Problem statement:
Up to and including the line containing "by decreasing savings", retype each line of the listing below exactly, beginning with the first.

____ Dataset records

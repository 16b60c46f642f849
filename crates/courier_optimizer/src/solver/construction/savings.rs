use rand::rngs::SmallRng;
use tracing::debug;

use fxhash::FxHashMap;

use crate::{
    problem::{capacity::Capacity, resource::ResourceIdx, stop::StopIdx},
    solver::solution::{route::RouteIdx, working_solution::WorkingSolution},
};

use super::construct_solution::ConstructSolution;

/// Clarke-Wright savings. Stops start as single-stop chains around the depot
/// and chains are merged end-to-start by decreasing savings
/// `d(depot, i) + d(depot, j) - d(i, j)` while the merged demand fits the
/// largest vehicle. Chains are then given to the routes where they add the
/// least cost.
pub struct Savings;

struct Chain {
    stops: Vec<StopIdx>,
    demand: Capacity,
}

impl ConstructSolution for Savings {
    fn construct(&self, solution: &mut WorkingSolution, _rng: &mut SmallRng) {
        let problem = solution.problem();
        if problem.resources().is_empty() {
            return;
        }

        let depot = problem
            .resource_vehicle(ResourceIdx::new(0))
            .start_location_id();
        let capacity_limit = problem
            .vehicles()
            .iter()
            .map(|vehicle| solution.constraints().capacity_limit(vehicle.capacity()))
            .fold(Capacity::EMPTY, |max, capacity| Capacity {
                weight: max.weight.max(capacity.weight),
                volume: max.volume.max(capacity.volume),
            });

        let stops: Vec<StopIdx> = solution.unassigned().iter().copied().collect();
        let mut chains: Vec<Option<Chain>> = stops
            .iter()
            .map(|&stop_id| {
                Some(Chain {
                    stops: vec![stop_id],
                    demand: problem.stop(stop_id).demand(),
                })
            })
            .collect();
        // Chain holding each stop, indexed like `stops`
        let mut chain_of: Vec<usize> = (0..stops.len()).collect();
        let index_of: FxHashMap<StopIdx, usize> = stops
            .iter()
            .enumerate()
            .map(|(index, &stop_id)| (stop_id, index))
            .collect();

        let mut savings = Vec::with_capacity(stops.len() * stops.len().saturating_sub(1) / 2);
        for i in 0..stops.len() {
            let location_i = problem.stop(stops[i]).location_id();
            let from_depot_i = problem.travel(depot, location_i).distance;
            for j in (i + 1)..stops.len() {
                let location_j = problem.stop(stops[j]).location_id();
                let saving = from_depot_i + problem.travel(depot, location_j).distance
                    - problem.travel(location_i, location_j).distance;
                if saving > 0.0 {
                    savings.push((saving, i, j));
                }
            }
        }
        savings.sort_by(|a, b| b.0.total_cmp(&a.0).then_with(|| (a.1, a.2).cmp(&(b.1, b.2))));

        for (_, i, j) in savings {
            let (ci, cj) = (chain_of[i], chain_of[j]);
            if ci == cj {
                continue;
            }

            let (Some(first), Some(second)) = (&chains[ci], &chains[cj]) else {
                continue;
            };
            if !(first.demand + second.demand).fits_within(&capacity_limit) {
                continue;
            }

            // i must end its chain and j start the other one, in either order
            let (head, tail) = if first.stops.last() == Some(&stops[i])
                && second.stops.first() == Some(&stops[j])
            {
                (ci, cj)
            } else if second.stops.last() == Some(&stops[j])
                && first.stops.first() == Some(&stops[i])
            {
                (cj, ci)
            } else {
                continue;
            };

            if let Some(tail_chain) = chains[tail].take()
                && let Some(head_chain) = chains[head].as_mut()
            {
                for stop_id in &tail_chain.stops {
                    chain_of[index_of[stop_id]] = head;
                }
                head_chain.stops.extend(tail_chain.stops);
                head_chain.demand += tail_chain.demand;
            }
        }

        let mut chains: Vec<Chain> = chains.into_iter().flatten().collect();
        chains.sort_by(|a, b| {
            b.demand
                .weight
                .total_cmp(&a.demand.weight)
                .then_with(|| b.stops.len().cmp(&a.stops.len()))
        });
        debug!("Savings: {} chains from {} stops", chains.len(), stops.len());

        for chain in chains {
            place_chain(solution, &chain.stops);
        }
    }
}

/// Appends the chain to the route where it is feasible and cheapest. Chains
/// that fit nowhere are left to the repair pass.
fn place_chain(solution: &mut WorkingSolution, chain: &[StopIdx]) {
    let problem = solution.problem();
    let constraints = solution.constraints();

    let best = solution
        .route_ids()
        .filter_map(|route_id| {
            let route = solution.route(route_id);
            let position = route.len();
            route
                .evaluate_change(problem, constraints, chain, position, position)
                .map(|change| (route_id, change.cost - route.cost()))
        })
        .min_by(|a, b| a.1.total_cmp(&b.1));

    if let Some((route_id, _)) = best {
        insert_chain(solution, route_id, chain);
    }
}

fn insert_chain(solution: &mut WorkingSolution, route_id: RouteIdx, chain: &[StopIdx]) {
    for &stop_id in chain {
        solution.forget_unassigned(stop_id);
    }
    let position = solution.route(route_id).len();
    solution.replace_segment(route_id, chain, position, position);
}
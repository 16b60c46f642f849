use std::fmt::Display;

use jiff::SignedDuration;
use rand::rngs::SmallRng;
use schemars::JsonSchema;
use serde::{Deserialize, Serialize};

use crate::solver::{
    moves::r#move::Move, solution::working_solution::WorkingSolution,
    solver_params::SolverParams, statistics::SolverStatistics,
};

use super::{
    genetic::GeneticSearch, hill_climbing::HillClimbing, incumbent::Incumbent,
    simulated_annealing::SimulatedAnnealing, tabu_search::TabuSearch,
    termination::TerminationState,
};

pub const HILL_CLIMBING_MAX_STOPS: usize = 50;
pub const ANNEALING_MAX_STOPS: usize = 200;
/// Medium instances switch from annealing to tabu search at this budget.
pub const TABU_MIN_BUDGET: SignedDuration = SignedDuration::from_secs(30);

pub trait ImproveSolution {
    /// Improves `solution` in place until a termination fires or the strategy
    /// runs out of moves. The best solution seen is kept in the context's
    /// incumbent, `solution` may end on a worse one.
    fn improve(&self, solution: &mut WorkingSolution, context: &mut SearchContext);
}

/// State shared by every strategy of one run.
pub struct SearchContext<'a> {
    pub params: &'a SolverParams,
    pub rng: SmallRng,
    pub termination: TerminationState,
    pub statistics: SolverStatistics,
    pub incumbent: Incumbent,
}

impl<'a> SearchContext<'a> {
    pub fn new(
        params: &'a SolverParams,
        rng: SmallRng,
        termination: TerminationState,
        seed_solution: &WorkingSolution,
    ) -> Self {
        SearchContext {
            params,
            rng,
            termination,
            statistics: SolverStatistics::default(),
            incumbent: Incumbent::new(seed_solution.clone()),
        }
    }

    pub fn should_stop(&mut self) -> bool {
        self.termination
            .should_stop(self.incumbent.cost().total())
    }

    pub fn record_move(&mut self, mv: &Move) {
        self.statistics.record_move(mv.operator_name());
    }

    /// Counts one iteration, offers the solution to the incumbent and
    /// re-evaluates it from scratch every `resync_interval` iterations.
    /// Returns whether the incumbent improved.
    pub fn after_iteration(&mut self, solution: &mut WorkingSolution) -> bool {
        let iteration = self.termination.iterations() + 1;
        if self.params.resync_interval > 0 && iteration % self.params.resync_interval == 0 {
            let drift = solution.resync();
            self.statistics.record_resync(drift);
        }

        let improved = self.incumbent.offer(solution);
        if improved {
            self.statistics
                .record_best(iteration, *self.incumbent.cost());
        }

        self.termination.record_iteration(improved);
        self.statistics.iterations = self.termination.iterations();
        improved
    }
}

#[derive(Deserialize, Serialize, JsonSchema, Clone, Copy, Debug, PartialEq, Eq)]
#[serde(rename_all = "snake_case")]
pub enum SearchStrategy {
    HillClimbing,
    SimulatedAnnealing,
    TabuSearch,
    Genetic,
}

impl SearchStrategy {
    /// Pure function of the instance size and the wall-clock budget.
    pub fn select(num_stops: usize, budget: Option<SignedDuration>) -> Self {
        if num_stops < HILL_CLIMBING_MAX_STOPS {
            SearchStrategy::HillClimbing
        } else if num_stops <= ANNEALING_MAX_STOPS {
            match budget {
                Some(budget) if budget < TABU_MIN_BUDGET => SearchStrategy::SimulatedAnnealing,
                _ => SearchStrategy::TabuSearch,
            }
        } else {
            SearchStrategy::Genetic
        }
    }

    pub fn improve(&self, solution: &mut WorkingSolution, context: &mut SearchContext) {
        let params = context.params;
        match self {
            SearchStrategy::HillClimbing => {
                HillClimbing::new(params.hill_climbing_max_iterations).improve(solution, context)
            }
            SearchStrategy::SimulatedAnnealing => {
                SimulatedAnnealing::new(params.annealing.clone()).improve(solution, context)
            }
            SearchStrategy::TabuSearch => {
                TabuSearch::new(params.tabu.clone()).improve(solution, context)
            }
            SearchStrategy::Genetic => {
                GeneticSearch::new(params.genetic.clone()).improve(solution, context)
            }
        }
    }
}

impl Display for SearchStrategy {
    fn fmt(&self, f: &mut std::fmt::Formatter<'_>) -> std::fmt::Result {
        match self {
            Self::HillClimbing => write!(f, "HillClimbing"),
            Self::SimulatedAnnealing => write!(f, "SimulatedAnnealing"),
            Self::TabuSearch => write!(f, "TabuSearch"),
            Self::Genetic => write!(f, "Genetic"),
        }
    }
}

#[cfg(test)]
mod tests {
    use super::*;

    #[test]
    fn test_strategy_selection() {
        let short = Some(SignedDuration::from_secs(10));
        let long = Some(SignedDuration::from_secs(60));

        assert_eq!(SearchStrategy::select(10, long), SearchStrategy::HillClimbing);
        assert_eq!(SearchStrategy::select(49, short), SearchStrategy::HillClimbing);
        assert_eq!(SearchStrategy::select(50, short), SearchStrategy::SimulatedAnnealing);
        assert_eq!(SearchStrategy::select(120, long), SearchStrategy::TabuSearch);
        assert_eq!(SearchStrategy::select(200, None), SearchStrategy::TabuSearch);
        assert_eq!(SearchStrategy::select(201, short), SearchStrategy::Genetic);
    }
}
use tracing::{info, instrument};

use crate::solver::solution::working_solution::WorkingSolution;

use super::{
    improve_solution::{ImproveSolution, SearchContext},
    local_search::LocalSearch,
    termination::StopReason,
};

/// Best-improvement descent, stops at the first local optimum.
pub struct HillClimbing {
    max_iterations: usize,
}

impl HillClimbing {
    pub fn new(max_iterations: usize) -> Self {
        HillClimbing { max_iterations }
    }
}

impl ImproveSolution for HillClimbing {
    #[instrument(skip_all, level = "debug")]
    fn improve(&self, solution: &mut WorkingSolution, context: &mut SearchContext) {
        let mut local_search = LocalSearch::new();
        let mut moves = 0;

        while !context.should_stop() {
            if moves >= self.max_iterations {
                context.termination.finish(StopReason::Iterations);
                break;
            }

            let Some(mv) = local_search.step(solution) else {
                info!(moves, "Hill climbing reached a local optimum");
                context.termination.finish(StopReason::Exhausted);
                break;
            };

            moves += 1;
            context.record_move(&mv);
            context.after_iteration(solution);
        }
    }
}

#[cfg(test)]
mod tests {
    use std::sync::{Arc, atomic::AtomicBool};

    use rand::{SeedableRng, rngs::SmallRng};

    use super::*;
    use crate::{
        problem::capacity::Capacity,
        solver::{
            search::termination::{Termination, TerminationState},
            solver_params::SolverParams,
        },
        test_utils::{self, TestRoute},
    };

    #[test]
    fn test_hill_climbing_reaches_local_optimum() {
        let problem = test_utils::create_default_problem(9, 2, Capacity::weight(10.0));
        let mut solution = test_utils::create_test_working_solution(
            problem,
            vec![
                TestRoute {
                    resource_id: 0,
                    stop_ids: vec![8, 0, 6, 2],
                },
                TestRoute {
                    resource_id: 1,
                    stop_ids: vec![1, 7, 3, 5, 4],
                },
            ],
        );
        let seed_cost = solution.cost();

        let params = SolverParams::default();
        let termination = TerminationState::new(
            vec![Termination::Iterations(10_000)],
            Arc::new(AtomicBool::new(false)),
        );
        let mut context =
            SearchContext::new(&params, SmallRng::seed_from_u64(0), termination, &solution);

        HillClimbing::new(10_000).improve(&mut solution, &mut context);

        assert_eq!(context.termination.reason(), Some(StopReason::Exhausted));
        assert!(context.incumbent.cost().is_better_than(&seed_cost));
        assert!(solution.cost().approx_eq(context.incumbent.cost(), 1e-6));
        assert!(context.statistics.accepted_moves > 0);
    }
}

________

Reply:
repository 16b60c46f642f849
filename crates/courier_optimizer/src/solver/construction/savings.rs
use rand::rngs::SmallRng;
use tracing::debug;

use fxhash::FxHashMap;

use crate::{
    problem::{capacity::Capacity, resource::ResourceIdx, stop::StopIdx},
    solver::solution::{route::RouteIdx, working_solution::WorkingSolution},
};

use super::construct_solution::ConstructSolution;

/// Clarke-Wright savings. Stops start as single-stop chains around the depot
/// and chains are merged end-to-start by decreasing savings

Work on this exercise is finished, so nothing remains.